README
¶
sidebar_position: 1
Depinject
DISCLAIMER: This is a beta package. The SDK team is actively working on this feature and we are looking for feedback from the community. Please try it out and let us know what you think.
Overview
depinject is a dependency injection (DI) framework for the Cosmos SDK, designed to streamline the process of building and configuring blockchain applications. It works in conjunction with the core/appconfig module to replace the majority of boilerplate code in app.go with a configuration file in Go, YAML, or JSON format.
depinject is particularly useful for developing blockchain applications:
- With multiple interdependent components, modules, or services.

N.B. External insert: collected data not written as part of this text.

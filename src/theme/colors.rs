//! 主题颜色定义

use ratatui::style::Color;

use super::ThemeColors;

/// Core 主题（默认深色）- 以绿色 rgb(13,177,130) 为主色
pub fn core_colors() -> ThemeColors {
    ThemeColors {
        bg: Color::Rgb(18, 22, 21),            // 深灰绿背景
        bg_secondary: Color::Rgb(36, 44, 42),  // 选中行背景
        logo: Color::Rgb(13, 177, 130),        // 主绿色
        highlight: Color::Rgb(13, 177, 130),   // 主绿色
        text: Color::White,
        muted: Color::Rgb(128, 128, 128),      // 灰色
        border: Color::Rgb(58, 68, 64),        // 深灰边框
        status_done: Color::Rgb(13, 177, 130), // 绿色对勾
        status_pending: Color::Rgb(160, 160, 160),
        error: Color::Rgb(255, 85, 85), // 红色
    }
}

/// 深色主题（中性灰）
pub fn dark_colors() -> ThemeColors {
    ThemeColors {
        bg: Color::Rgb(24, 24, 24),
        bg_secondary: Color::Rgb(48, 48, 48),
        logo: Color::Rgb(0, 255, 136),
        highlight: Color::Rgb(0, 255, 136),
        text: Color::White,
        muted: Color::Rgb(128, 128, 128),
        border: Color::Rgb(68, 68, 68),
        status_done: Color::Rgb(0, 255, 136),
        status_pending: Color::Rgb(160, 160, 160),
        error: Color::Rgb(255, 85, 85),
    }
}

/// 浅色主题
pub fn light_colors() -> ThemeColors {
    ThemeColors {
        bg: Color::Rgb(248, 250, 249),         // 近白背景
        bg_secondary: Color::Rgb(224, 232, 229),
        logo: Color::Rgb(11, 145, 107),        // 深一档的主绿
        highlight: Color::Rgb(11, 145, 107),
        text: Color::Rgb(20, 20, 20),
        muted: Color::Rgb(130, 140, 136),
        border: Color::Rgb(190, 200, 196),
        status_done: Color::Rgb(11, 145, 107),
        status_pending: Color::Rgb(120, 130, 126),
        error: Color::Rgb(200, 40, 40),
    }
}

Helping manage their dependencies effectively.
- That require decoupling of these components, making it easier to test, modify, or replace individual parts without affecting the entire system.

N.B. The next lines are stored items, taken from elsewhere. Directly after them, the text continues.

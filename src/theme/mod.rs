mod colors;

use std::process::Command;

use ratatui::style::Color;

pub use colors::*;

/// 主题类型
#[derive(Debug, Clone, Copy, PartialEq, Eq, Default)]
pub enum Theme {
    #[default]
    Auto,
    Core,
    Dark,
    Light,
}

impl Theme {
    /// 主题显示名称
    pub fn label(&self) -> &'static str {
        match self {
            Theme::Auto => "Auto",
            Theme::Core => "Core",
            Theme::Dark => "Dark",
            Theme::Light => "Light",
        }
    }

    /// 所有主题列表
    pub fn all() -> &'static [Theme] {
        &[Theme::Auto, Theme::Core, Theme::Dark, Theme::Light]
    }

    /// 按名称解析主题，大小写不敏感；未知名称返回 None
    pub fn try_from_name(name: &str) -> Option<Self> {
        Theme::all()
            .iter()
            .copied()
            .find(|t| t.label().eq_ignore_ascii_case(name))
    }

    /// 按名称解析主题（用于配置加载），未知名称回落 Auto
    pub fn from_name(name: &str) -> Self {
        Self::try_from_name(name).unwrap_or_default()
    }
}

/// 主题颜色方案
#[derive(Debug, Clone, Copy)]
pub struct ThemeColors {
    /// 主背景色
    pub bg: Color,
    /// 次级背景色（选中行等）
    pub bg_secondary: Color,
    /// Logo 颜色
    pub logo: Color,
    /// 高亮色（选中项、快捷键等）
    pub highlight: Color,
    /// 普通文字
    pub text: Color,
    /// 次要文字（灰色）
    pub muted: Color,
    /// 边框颜色
    pub border: Color,
    /// 状态 - 已完成
    pub status_done: Color,
    /// 状态 - 未完成
    pub status_pending: Color,
    /// 错误色（失败 Toast）
    pub error: Color,
}

/// 获取指定主题的颜色方案
pub fn get_theme_colors(theme: Theme) -> ThemeColors {
    match theme {
        Theme::Auto => {
            if detect_system_theme() {
                core_colors()
            } else {
                light_colors()
            }
        }
        Theme::Core => core_colors(),
        Theme::Dark => dark_colors(),
        Theme::Light => light_colors(),
    }
}

/// Auto 模式下探测系统外观，true 表示深色
///
/// 只有 macOS 提供可查询的全局外观：`defaults read -g AppleInterfaceStyle`
/// 在深色外观下输出 "Dark"，浅色外观下该键不存在、命令以非零退出。
/// 命令本身不存在（非 macOS）或执行失败时按浅色处理。
pub fn detect_system_theme() -> bool {
    let Ok(output) = Command::new("defaults")
        .args(["read", "-g", "AppleInterfaceStyle"])
        .output()
    else {
        return false;
    };
    output.status.success()
        && String::from_utf8_lossy(&output.stdout)
            .trim()
            .eq_ignore_ascii_case("dark")
}
//! New Task 弹窗组件

use ratatui::{
    layout::{Alignment, Constraint, Layout, Rect},
    style::Style,
    text::{Line, Span},
    widgets::{Block, Borders, Clear, Paragraph},
    Frame,
};

use crate::theme::ThemeColors;

/// 渲染 New Task 弹窗
pub fn render(frame: &mut Frame, input: &str, colors: &ThemeColors) {
    let area = frame.area();

    // 计算弹窗尺寸
    let popup_width = 60u16.min(area.width.saturating_sub(4));
    let popup_height = 7u16;

    // 居中显示
    let popup_x = (area.width.saturating_sub(popup_width)) / 2;
    let popup_y = (area.height.saturating_sub(popup_height)) / 2;

    let popup_area = Rect::new(popup_x, popup_y, popup_width, popup_height);

    // 清除背景
    frame.render_widget(Clear, popup_area);

    // 外框
    let block = Block::default()
        .title(" New Task ")
        .title_alignment(Alignment::Center)
        .borders(Borders::ALL)
        .border_style(Style::default().fg(colors.highlight))
        .style(Style::default().bg(colors.bg));

    let inner_area = block.inner(popup_area);
    frame.render_widget(block, popup_area);

    // 内部布局: 空行 + 输入行 + 空行 + 提示行
    let [_, input_area, _, hint_area] = Layout::vertical([
        Constraint::Length(1),
        Constraint::Length(1),
        Constraint::Length(1),
        Constraint::Length(1),
    ])
    .areas(inner_area);

    // 渲染输入行: "Title: {input}█"
    let input_line = if input.is_empty() {
        Line::from(vec![
            Span::styled("  Title: ", Style::default().fg(colors.muted)),
            Span::styled("█", Style::default().fg(colors.highlight)), // 光标
            Span::styled(" (enter task title)", Style::default().fg(colors.muted)),
        ])
    } else {
        Line::from(vec![
            Span::styled("  Title: ", Style::default().fg(colors.muted)),
            Span::styled(input, Style::default().fg(colors.text)),
            Span::styled("█", Style::default().fg(colors.highlight)), // 光标
        ])
    };
    frame.render_widget(Paragraph::new(input_line), input_area);

    // 渲染底部提示
    let hint = Paragraph::new(Line::from(vec![
        Span::styled("Enter", Style::default().fg(colors.highlight)),
        Span::styled(" create  ", Style::default().fg(colors.muted)),
        Span::styled("Esc", Style::default().fg(colors.highlight)),
        Span::styled(" cancel", Style::default().fg(colors.muted)),
    ]))
    .alignment(Alignment::Center);

    frame.render_widget(hint, hint_area);
}
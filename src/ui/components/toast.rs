use std::time::{SystemTime, UNIX_EPOCH};

use ratatui::{
    layout::{Alignment, Rect},
    style::{Color, Modifier, Style},
    widgets::{Block, Borders, Clear, Paragraph},
    Frame,
};

use crate::theme::ThemeColors;

const SPINNER_FRAMES: &[char] = &['⠋', '⠙', '⠹', '⠸', '⠼', '⠴', '⠦', '⠧', '⠇', '⠏'];

/// 在屏幕底部居中显示 Toast 消息
pub fn render(frame: &mut Frame, message: &str, colors: &ThemeColors) {
    render_box(frame, message, colors.highlight, colors);
}

/// 失败 Toast（错误色边框）
pub fn render_error(frame: &mut Frame, message: &str, colors: &ThemeColors) {
    render_box(frame, message, colors.error, colors);
}

/// 在屏幕底部居中显示 Loading Toast（带 spinner 动画）
pub fn render_loading(frame: &mut Frame, message: &str, colors: &ThemeColors) {
    // 选择 spinner 帧（基于时间，每 100ms 切换）
    let tick = SystemTime::now()
        .duration_since(UNIX_EPOCH)
        .unwrap_or_default()
        .as_millis()
        / 100;
    let spinner = SPINNER_FRAMES[(tick as usize) % SPINNER_FRAMES.len()];
    let display = format!("{} {}", spinner, message);

    render_box(frame, &display, colors.highlight, colors);
}

fn render_box(frame: &mut Frame, message: &str, border: Color, colors: &ThemeColors) {
    let area = frame.area();

    // 计算 Toast 尺寸和位置；终端过小时放弃渲染
    let toast_height = 3;
    if area.height < toast_height || area.width < 4 {
        return;
    }
    let toast_width = (message.chars().count() + 6).min((area.width as usize).saturating_sub(4)) as u16;
    let toast_x = area.width.saturating_sub(toast_width) / 2;
    let toast_y = area.height.saturating_sub(toast_height + 3);

    let toast_area = Rect::new(toast_x, toast_y, toast_width, toast_height);

    // 清除背景
    frame.render_widget(Clear, toast_area);

    let toast = Paragraph::new(message)
        .style(
            Style::default()
                .fg(colors.text)
                .add_modifier(Modifier::BOLD),
        )
        .alignment(Alignment::Center)
        .block(
            Block::default()
                .borders(Borders::ALL)
                .border_style(Style::default().fg(border))
                .style(Style::default().bg(colors.bg)),
        );

    frame.render_widget(toast, toast_area);
}

#[cfg(test)]
mod tests {
    use super::*;
    use crate::theme::dark_colors;
    use ratatui::{backend::TestBackend, Terminal};

    fn draw_all(width: u16, height: u16) {
        let backend = TestBackend::new(width, height);
        let mut terminal = Terminal::new(backend).unwrap();
        let colors = dark_colors();
        terminal
            .draw(|frame| render(frame, "network unreachable", &colors))
            .unwrap();
        terminal
            .draw(|frame| render_error(frame, "request failed: timeout", &colors))
            .unwrap();
        terminal
            .draw(|frame| render_loading(frame, "Creating task...", &colors))
            .unwrap();
    }

    #[test]
    fn test_render_on_normal_terminal() {
        draw_all(80, 24);
    }

    #[test]
    fn test_render_survives_tiny_terminal() {
        // 比 Toast 边框还窄/矮的终端不能 panic
        draw_all(3, 3);
        draw_all(2, 2);
        draw_all(1, 6);
    }
}
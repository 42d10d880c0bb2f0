//! Rename 弹窗组件

use ratatui::{
    layout::{Alignment, Constraint, Layout, Rect},
    style::Style,
    text::{Line, Span},
    widgets::{Block, Borders, Clear, Paragraph},
    Frame,
};

use crate::app::RenameDialog;
use crate::theme::ThemeColors;

/// 渲染 Rename 弹窗
pub fn render(frame: &mut Frame, dialog: &RenameDialog, colors: &ThemeColors) {
    let area = frame.area();

    // 计算弹窗尺寸
    let popup_width = 60u16.min(area.width.saturating_sub(4));
    let popup_height = 9u16;

    // 居中显示
    let popup_x = (area.width.saturating_sub(popup_width)) / 2;
    let popup_y = (area.height.saturating_sub(popup_height)) / 2;

    let popup_area = Rect::new(popup_x, popup_y, popup_width, popup_height);

    // 清除背景
    frame.render_widget(Clear, popup_area);

    // 外框
    let block = Block::default()
        .title(" Rename Task ")
        .title_alignment(Alignment::Center)
        .borders(Borders::ALL)
        .border_style(Style::default().fg(colors.highlight))
        .style(Style::default().bg(colors.bg));

    let inner_area = block.inner(popup_area);
    frame.render_widget(block, popup_area);

    // 内部布局: 空行 + 原标题 + 空行 + 输入行 + 空行 + 提示行
    let [_, original_area, _, input_area, _, hint_area] = Layout::vertical([
        Constraint::Length(1),
        Constraint::Length(1),
        Constraint::Length(1),
        Constraint::Length(1),
        Constraint::Length(1),
        Constraint::Length(1),
    ])
    .areas(inner_area);

    // 渲染原标题行
    let original_line = Line::from(vec![
        Span::styled("  Task: ", Style::default().fg(colors.muted)),
        Span::styled(dialog.original.as_str(), Style::default().fg(colors.muted)),
    ]);
    frame.render_widget(Paragraph::new(original_line), original_area);

    // 渲染输入行: "Title: {input}█"
    let input_line = Line::from(vec![
        Span::styled("  Title: ", Style::default().fg(colors.muted)),
        Span::styled(dialog.input.as_str(), Style::default().fg(colors.text)),
        Span::styled("█", Style::default().fg(colors.highlight)), // 光标
    ]);
    frame.render_widget(Paragraph::new(input_line), input_area);

    // 渲染底部提示
    let hint = Paragraph::new(Line::from(vec![
        Span::styled("Enter", Style::default().fg(colors.highlight)),
        Span::styled(" save  ", Style::default().fg(colors.muted)),
        Span::styled("Esc", Style::default().fg(colors.highlight)),
        Span::styled(" cancel", Style::default().fg(colors.muted)),
    ]))
    .alignment(Alignment::Center);

    frame.render_widget(hint, hint_area);
}
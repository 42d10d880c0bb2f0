pub mod task;

pub use task::{now_stamp, sort_newest_first, NewTask, Task};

- That are wanting to simplify the setup and initialisation of modules and their dependencies by reducing boilerplate code and automating dependency management.
By using depinject, developers can achieve:
-
Cleaner and more organised code.
-
Improved modularity and maintainability.
-
A more maintainable and modular structure for their blockchain applications, ultimately enhancing development velocity and code quality.
Usage
The depinject framework, based on dependency injection concepts, streamlines the management of dependencies within your blockchain application using its Configuration API. This API offers a set of functions and methods to create easy to use configurations, making it simple to define, modify, and access dependencies and their relationships.
A core component of the Configuration API is the Provide function, which allows you to register provider functions that supply dependencies. Inspired by constructor injection, these provider functions form the basis of the dependency tree, enabling the management and resolution of dependencies in a structured and maintainable manner. Additionally, depinject supports interface types as inputs to provider functions, offering flexibility and decoupling between components, similar to interface injection concepts.
By leveraging depinject and its Configuration API, you can efficiently handle dependencies in your blockchain application, ensuring a clean, modular, and well-organised codebase.
Example:
package main
import (
"fmt"
"cosmossdk.io/depinject"
)
type AnotherInt int
func main() {
var (
x int
y AnotherInt
)
fmt.Printf("Before (%v, %v)\n", x, y)
depinject.Inject(
depinject.Provide(
func() int { return 1 },
func() AnotherInt { return AnotherInt(2) },
),
&x,
&y,
)
fmt.Printf("After (%v, %v)\n", x, y)
}
In this example, depinject.Provide registers two provider functions that return int and AnotherInt values. The depinject.Inject function is then used to inject these values into the variables x and y.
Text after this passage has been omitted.